Holy crap Southeast Asia is HOT! I was so thankful I'd done my self-imposed Bikram challenge -- the 95F and 80% humidity was *much* more tolerable than it otherwise would have been.

That afternoon, I went for spa treatment #1 -- a traditional Khmer massage.

That evening, E2 and I agreed to take the next day off. My stomach had been mildly cramping all day and I really wanted to relax and recover, which, in typical American form (as I was reminded by an Aussie on my Seoul layover tour) I hadn't actually taken a day to do since my arrival.

Unfortunately, E2 came down with an intestinal bug that night. So, after it became clear that she was sick enough to need antibiotics, I made a trip into town to the fancy pharmacy and picked up so German Cipro for the low low price of $6.20. (This fact is worth its own entire post.)

E2 took her drugs and slept, and I went to the FCC and then walked around 'til I found a spa where I had an amazing 90 minute Thai massage (the best spa treatment of the trip) for $28.

K also was coming down with some sort of intestinal issue, so, overall, we were quite the team of travelers. We acknowledged this reality and canceled our Saturday tour of the Angkor temples.

Saturday AM, E2 was feeling much better, so we headed out to Wat Bo.

We also walked around the elementary school (zoom in for the helpful larger than life diagram of proper uniforms!).

This part of the trip was probably my favorite cultural experience. Several monks stopped to chat with us as we walked through Wat Bo.

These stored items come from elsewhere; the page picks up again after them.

//! Freehand stroke element.

use super::{ElementId, ElementTrait, SerializableColor};
use kurbo::{Point, Rect};
use serde::{Deserialize, Serialize};
use uuid::Uuid;

/// A freehand polyline.
#[derive(Debug, Clone, PartialEq, Serialize, Deserialize)]
pub struct Stroke {
    pub(crate) id: ElementId,
    /// Points in drawing order. Never empty.
    pub points: Vec<Point>,
    /// Stroke color.
    pub color: SerializableColor,
    /// Stroke width in canvas units.
    pub width: f64,
}

impl Stroke {
    /// Start a stroke seeded with its first point.
    pub fn new(start: Point, color: SerializableColor, width: f64) -> Self {
        Self {
            id: Uuid::new_v4(),
            points: vec![start],
            color,
            width,
        }
    }

    /// Add a point to the path.
    pub fn add_point(&mut self, point: Point) {
        self.points.push(point);
    }

    /// Get the number of points.
    pub fn len(&self) -> usize {
        self.points.len()
    }

    pub fn is_empty(&self) -> bool {
        self.points.is_empty()
    }
}

impl ElementTrait for Stroke {
    fn id(&self) -> ElementId {
        self.id
    }

    fn bounds(&self) -> Rect {
        let Some(first) = self.points.first() else {
            return Rect::ZERO;
        };
        let rect = self
            .points
            .iter()
            .fold(Rect::from_points(*first, *first), |r, p| r.union_pt(*p));
        let half = self.width / 2.0;
        rect.inflate(half, half)
    }
}
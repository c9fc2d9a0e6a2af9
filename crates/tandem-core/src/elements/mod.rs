//! Drawing elements.
//!
//! An [`Element`] is a tagged union of the four things that can live on the
//! canvas. Rendering, hit-testing and history all match on it exhaustively.

mod image;
mod shape;
mod stroke;
mod text;

pub use image::{Image, ImageRef};
pub use shape::{Shape, ShapeKind};
pub use stroke::Stroke;
pub use text::{FontFamily, Text};

use kurbo::{Point, Rect};
use peniko::Color;
use serde::{Deserialize, Serialize};
use uuid::Uuid;

/// Unique identifier for elements.
pub type ElementId = Uuid;

/// Serializable color representation (RGBA8).
#[derive(Debug, Clone, Copy, PartialEq, Eq, Serialize, Deserialize)]
pub struct SerializableColor {
    pub r: u8,
    pub g: u8,
    pub b: u8,
    pub a: u8,
}

impl SerializableColor {
    pub fn new(r: u8, g: u8, b: u8, a: u8) -> Self {
        Self { r, g, b, a }
    }

    pub fn black() -> Self {
        Self::new(0, 0, 0, 255)
    }

    pub fn white() -> Self {
        Self::new(255, 255, 255, 255)
    }

    pub fn transparent() -> Self {
        Self::new(0, 0, 0, 0)
    }

    /// Parse `#rgb`, `#rrggbb` or `#rrggbbaa`.
    pub fn from_hex(color: &str) -> Option<Self> {
        let hex = color.trim().strip_prefix('#')?;
        if !hex.is_ascii() {
            return None;
        }
        let channel = |s: &str| u8::from_str_radix(s, 16).ok();
        match hex.len() {
            3 => Some(Self::new(
                channel(&hex[0..1])? * 17,
                channel(&hex[1..2])? * 17,
                channel(&hex[2..3])? * 17,
                255,
            )),
            6 => Some(Self::new(
                channel(&hex[0..2])?,
                channel(&hex[2..4])?,
                channel(&hex[4..6])?,
                255,
            )),
            8 => Some(Self::new(
                channel(&hex[0..2])?,
                channel(&hex[2..4])?,
                channel(&hex[4..6])?,
                channel(&hex[6..8])?,
            )),
            _ => None,
        }
    }
}

impl From<Color> for SerializableColor {
    fn from(color: Color) -> Self {
        let rgba = color.to_rgba8();
        Self {
            r: rgba.r,
            g: rgba.g,
            b: rgba.b,
            a: rgba.a,
        }
    }
}

impl From<SerializableColor> for Color {
    fn from(color: SerializableColor) -> Self {
        Color::from_rgba8(color.r, color.g, color.b, color.a)
    }
}

/// Distance from a point to a line segment (a→b).
///
/// A zero-length segment degrades to the distance to `a`.
pub fn point_to_segment_dist(point: Point, a: Point, b: Point) -> f64 {
    let seg = b - a;
    let pv = point - a;
    let len_sq = seg.hypot2();
    if len_sq < f64::EPSILON {
        return pv.hypot();
    }
    let t = (pv.dot(seg) / len_sq).clamp(0.0, 1.0);
    let proj = a + seg * t;
    point.distance(proj)
}

/// Common behaviour of every element variant.
pub trait ElementTrait {
    /// Get the unique identifier.
    fn id(&self) -> ElementId;

    /// Get the bounding box in canvas coordinates.
    fn bounds(&self) -> Rect;
}

/// A drawing element.
#[derive(Debug, Clone, PartialEq, Serialize, Deserialize)]
#[serde(tag = "type", rename_all = "snake_case")]
pub enum Element {
    Stroke(Stroke),
    Shape(Shape),
    Text(Text),
    Image(Image),
}

impl Element {
    pub fn id(&self) -> ElementId {
        match self {
            Element::Stroke(e) => e.id(),
            Element::Shape(e) => e.id(),
            Element::Text(e) => e.id(),
            Element::Image(e) => e.id(),
        }
    }

    pub fn bounds(&self) -> Rect {
        match self {
            Element::Stroke(e) => e.bounds(),
            Element::Shape(e) => e.bounds(),
            Element::Text(e) => e.bounds(),
            Element::Image(e) => e.bounds(),
        }
    }

    /// Short name of the variant, for logs.
    pub fn kind_name(&self) -> &'static str {
        match self {
            Element::Stroke(_) => "stroke",
            Element::Shape(s) => s.kind.name(),
            Element::Text(_) => "text",
            Element::Image(_) => "image",
        }
    }

    pub fn as_text(&self) -> Option<&Text> {
        match self {
            Element::Text(t) => Some(t),
            _ => None,
        }
    }

    pub fn as_text_mut(&mut self) -> Option<&mut Text> {
        match self {
            Element::Text(t) => Some(t),
            _ => None,
        }
    }
}
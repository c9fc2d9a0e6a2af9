//! View transform: pan offset, zoom scale and viewport geometry.

use crate::config::EngineConfig;
use kurbo::{Affine, Point, Size, Vec2};
use serde::{Deserialize, Serialize};

/// Snapshot of the view transform, as reported to observers.
#[derive(Debug, Clone, Copy, PartialEq, Serialize, Deserialize)]
pub struct ViewState {
    pub scale: f64,
    pub offset_x: f64,
    pub offset_y: f64,
}

/// Camera manages the view transform shared by all viewports.
///
/// It handles panning (translation) and zooming (scaling) operations,
/// converting between viewport-local screen coordinates and canvas coordinates.
#[derive(Debug, Clone, PartialEq, Serialize, Deserialize)]
pub struct Camera {
    /// Current translation offset (pan), in screen pixels.
    pub offset: Vec2,
    /// Current scale.
    pub scale: f64,
    /// Minimum allowed scale.
    pub min_scale: f64,
    /// Maximum allowed scale.
    pub max_scale: f64,
    /// Multiplier for one zoom-in step.
    pub zoom_in_factor: f64,
    /// Multiplier for one zoom-out step.
    pub zoom_out_factor: f64,
}

impl Default for Camera {
    fn default() -> Self {
        Self::from_config(&EngineConfig::default())
    }
}

impl Camera {
    /// Create a new camera with default settings.
    pub fn new() -> Self {
        Self::default()
    }

    /// Create a camera with the bounds and step factors of `config`.
    pub fn from_config(config: &EngineConfig) -> Self {
        Self {
            offset: Vec2::ZERO,
            scale: 1.0_f64.clamp(config.min_scale, config.max_scale),
            min_scale: config.min_scale,
            max_scale: config.max_scale,
            zoom_in_factor: config.zoom_in_factor,
            zoom_out_factor: config.zoom_out_factor,
        }
    }

    /// Get the affine transform for rendering (canvas to screen).
    pub fn transform(&self) -> Affine {
        Affine::translate(self.offset) * Affine::scale(self.scale)
    }

    /// Get the inverse transform for input handling (screen to canvas).
    pub fn inverse_transform(&self) -> Affine {
        Affine::scale(1.0 / self.scale) * Affine::translate(-self.offset)
    }

    /// Convert a screen point to canvas coordinates.
    pub fn screen_to_canvas(&self, screen_point: Point) -> Point {
        Point::new(
            (screen_point.x - self.offset.x) / self.scale,
            (screen_point.y - self.offset.y) / self.scale,
        )
    }

    /// Convert a canvas point to screen coordinates.
    pub fn canvas_to_screen(&self, canvas_point: Point) -> Point {
        Point::new(
            canvas_point.x * self.scale + self.offset.x,
            canvas_point.y * self.scale + self.offset.y,
        )
    }

    /// Pan the camera by a delta in screen coordinates.
    pub fn pan(&mut self, delta: Vec2) {
        self.offset += delta;
    }

    /// Zoom by `factor`, keeping the canvas point under `screen_point` fixed.
    ///
    /// The resulting scale is clamped to the configured range. Returns whether
    /// the transform changed.
    pub fn zoom_at(&mut self, screen_point: Point, factor: f64) -> bool {
        if !factor.is_finite() || factor <= 0.0 {
            return false;
        }
        let new_scale = (self.scale * factor).clamp(self.min_scale, self.max_scale);
        if (new_scale - self.scale).abs() < f64::EPSILON {
            return false;
        }
        let ratio = new_scale / self.scale;
        let anchor = screen_point.to_vec2();
        self.offset = anchor - (anchor - self.offset) * ratio;
        self.scale = new_scale;
        true
    }

    /// One wheel step: zoom in for a positive sign, out otherwise.
    pub fn zoom_step(&mut self, delta_sign: f64, screen_point: Point) -> bool {
        let factor = if delta_sign > 0.0 {
            self.zoom_in_factor
        } else {
            self.zoom_out_factor
        };
        self.zoom_at(screen_point, factor)
    }

    /// Reset camera to the identity transform.
    pub fn reset(&mut self) {
        self.offset = Vec2::ZERO;
        self.scale = 1.0_f64.clamp(self.min_scale, self.max_scale);
    }

    pub fn view_state(&self) -> ViewState {
        ViewState {
            scale: self.scale,
            offset_x: self.offset.x,
            offset_y: self.offset.y,
        }
    }
}

/// Affine that turns a viewport of `size` half a turn about its own center.
pub fn half_turn(size: Size) -> Affine {
    Affine::new([-1.0, 0.0, 0.0, -1.0, size.width, size.height])
}

/// Placement of one viewport on screen.
///
/// A rotated viewport is displayed upside down, so pointer input on it is
/// reflected about the viewport center before the camera inverse is applied,
/// and pan deltas are negated.
#[derive(Debug, Clone, Copy, PartialEq)]
pub struct Viewport {
    /// Top-left corner in client coordinates.
    pub origin: Point,
    /// Size in client pixels.
    pub size: Size,
    /// Whether this viewport is displayed rotated by 180°.
    pub rotated: bool,
}

impl Viewport {
    pub fn new(origin: Point, size: Size) -> Self {
        Self {
            origin,
            size,
            rotated: false,
        }
    }

    pub fn rotated(mut self, rotated: bool) -> Self {
        self.rotated = rotated;
        self
    }

    pub fn contains(&self, client: Point) -> bool {
        let local = client - self.origin;
        local.x >= 0.0 && local.y >= 0.0 && local.x <= self.size.width && local.y <= self.size.height
    }

    /// Map a client point into the camera's screen space for this viewport.
    pub fn client_to_screen(&self, client: Point) -> Point {
        let local = Point::new(client.x - self.origin.x, client.y - self.origin.y);
        if self.rotated {
            Point::new(self.size.width - local.x, self.size.height - local.y)
        } else {
            local
        }
    }

    /// Inverse of [`client_to_screen`](Self::client_to_screen).
    pub fn screen_to_client(&self, screen: Point) -> Point {
        let local = if self.rotated {
            Point::new(self.size.width - screen.x, self.size.height - screen.y)
        } else {
            screen
        };
        Point::new(local.x + self.origin.x, local.y + self.origin.y)
    }

    /// Map a client point to canvas coordinates.
    pub fn client_to_canvas(&self, camera: &Camera, client: Point) -> Point {
        camera.screen_to_canvas(self.client_to_screen(client))
    }

    /// Map a canvas point to client coordinates.
    pub fn canvas_to_client(&self, camera: &Camera, canvas_point: Point) -> Point {
        self.screen_to_client(camera.canvas_to_screen(canvas_point))
    }

    /// Convert a client-space drag delta into a camera pan delta.
    pub fn pan_delta(&self, delta: Vec2) -> Vec2 {
        if self.rotated { -delta } else { delta }
    }

    /// Canvas-to-viewport-local transform used to render this viewport.
    pub fn display_transform(&self, camera: &Camera) -> Affine {
        if self.rotated {
            half_turn(self.size) * camera.transform()
        } else {
            camera.transform()
        }
    }
}

#[cfg(test)]
mod tests {
    use super::*;

    fn assert_close(a: Point, b: Point) {
        assert!((a.x - b.x).abs() < 1e-9, "{a:?} != {b:?}");
        assert!((a.y - b.y).abs() < 1e-9, "{a:?} != {b:?}");
    }

    #[test]
    fn test_default_camera() {
        let camera = Camera::new();
        assert_eq!(camera.offset, Vec2::ZERO);
        assert!((camera.scale - 1.0).abs() < f64::EPSILON);
    }

    #[test]
    fn test_screen_to_canvas_with_offset_and_scale() {
        let mut camera = Camera::new();
        camera.offset = Vec2::new(50.0, 100.0);
        camera.scale = 2.0;
        assert_close(camera.screen_to_canvas(Point::new(150.0, 300.0)), Point::new(50.0, 100.0));
    }

    #[test]
    fn test_roundtrip_conversion() {
        let mut camera = Camera::new();
        camera.offset = Vec2::new(30.0, -20.0);
        camera.scale = 1.5;
        for p in [Point::new(123.0, 456.0), Point::new(-7.5, 0.25), Point::ZERO] {
            assert_close(camera.screen_to_canvas(camera.canvas_to_screen(p)), p);
        }
    }

    #[test]
    fn test_affine_matches_direct_mapping() {
        let mut camera = Camera::new();
        camera.offset = Vec2::new(12.0, 34.0);
        camera.scale = 0.75;
        let p = Point::new(40.0, -8.0);
        assert_close(camera.transform() * p, camera.canvas_to_screen(p));
        assert_close(camera.inverse_transform() * p, camera.screen_to_canvas(p));
    }

    #[test]
    fn test_zoom_keeps_anchor_fixed() {
        let mut camera = Camera::new();
        camera.offset = Vec2::new(-40.0, 25.0);
        camera.scale = 1.3;
        let anchor = Point::new(220.0, 140.0);
        let before = camera.screen_to_canvas(anchor);
        assert!(camera.zoom_step(1.0, anchor));
        assert_close(camera.canvas_to_screen(before), anchor);
        assert!(camera.zoom_step(-1.0, anchor));
        assert_close(camera.canvas_to_screen(before), anchor);
    }

    #[test]
    fn test_three_zoom_steps_increase_and_stay_bounded() {
        let mut camera = Camera::new();
        let mut last = camera.scale;
        for _ in 0..3 {
            camera.zoom_step(1.0, Point::new(100.0, 100.0));
            assert!(camera.scale > last);
            assert!(camera.scale <= camera.max_scale);
            last = camera.scale;
        }
    }

    #[test]
    fn test_zoom_clamp() {
        let mut camera = Camera::new();
        camera.zoom_at(Point::ZERO, 0.001);
        assert!((camera.scale - camera.min_scale).abs() < f64::EPSILON);

        camera.zoom_at(Point::ZERO, 1000.0);
        assert!((camera.scale - camera.max_scale).abs() < f64::EPSILON);

        // Already at the bound: no change reported.
        assert!(!camera.zoom_at(Point::ZERO, 2.0));
    }

    #[test]
    fn test_pan() {
        let mut camera = Camera::new();
        camera.pan(Vec2::new(10.0, 20.0));
        assert!((camera.offset.x - 10.0).abs() < f64::EPSILON);
        assert!((camera.offset.y - 20.0).abs() < f64::EPSILON);
    }

    #[test]
    fn test_rotated_viewport_reflects_about_center() {
        let viewport = Viewport::new(Point::new(800.0, 0.0), Size::new(800.0, 600.0)).rotated(true);
        let camera = Camera::new();
        // Top-left of the rotated pane is the bottom-right of shared space.
        assert_close(viewport.client_to_canvas(&camera, Point::new(800.0, 0.0)), Point::new(800.0, 600.0));
        assert_close(viewport.client_to_canvas(&camera, Point::new(1200.0, 300.0)), Point::new(400.0, 300.0));
    }

    #[test]
    fn test_viewport_roundtrip_rotated() {
        let viewport = Viewport::new(Point::new(10.0, 20.0), Size::new(640.0, 480.0)).rotated(true);
        let mut camera = Camera::new();
        camera.offset = Vec2::new(-33.0, 12.0);
        camera.scale = 2.5;
        let p = Point::new(17.0, 91.0);
        assert_close(viewport.client_to_canvas(&camera, viewport.canvas_to_client(&camera, p)), p);
    }

    #[test]
    fn test_display_transform_agrees_with_input_mapping() {
        let viewport = Viewport::new(Point::ZERO, Size::new(400.0, 300.0)).rotated(true);
        let mut camera = Camera::new();
        camera.offset = Vec2::new(5.0, 7.0);
        camera.scale = 1.25;
        let p = Point::new(60.0, 40.0);
        let drawn_at = viewport.display_transform(&camera) * p;
        assert_close(viewport.client_to_canvas(&camera, drawn_at), p);
    }

    #[test]
    fn test_rotated_pan_is_negated() {
        let viewport = Viewport::new(Point::ZERO, Size::new(100.0, 100.0)).rotated(true);
        assert_eq!(viewport.pan_delta(Vec2::new(3.0, -4.0)), Vec2::new(-3.0, 4.0));
        let upright = Viewport::new(Point::ZERO, Size::new(100.0, 100.0));
        assert_eq!(upright.pan_delta(Vec2::new(3.0, -4.0)), Vec2::new(3.0, -4.0));
    }
}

Much to our surprise, it was very clear that not many tourists made it to this part of Siem Reap. Everywhere we went in this area, school children in uniforms would yell to us, "Hullo!" "How are you?" "Wot is yur name?" They were so sincere and excited to interact with us, it was surprising. Their parents (if around) smiled with pride when we responded, obviously happy and proud that their children were able to speak English well enough to engage us. It was surprising given the masses of tourists on Pub street and markets less than 2 Km away -- but given what we saw and experienced, we could only conclude that very few tourists venture the extra mile from the tourism center to the actual functioning Buddhist monastery (we only saw 8 tourists during our visit to Wat Bo, *many* less than the monks and female construction workers).

To cap off the day with a proper indulgence, E2 and I walked through the heat 'til we found a local hotel that had just opened and enjoyed an indulgent reflexology treatment before calling for our tuk-tuk and dinner in our room.

Sunday, we woke at 4:40 to watch the sunrise at Angkor Wat. Later, we returned with a guide to get the full tour. Simply magnificent.

And then, much too quickly we were in a tuk-tuk ride to the airport and the trip was on its way to being over.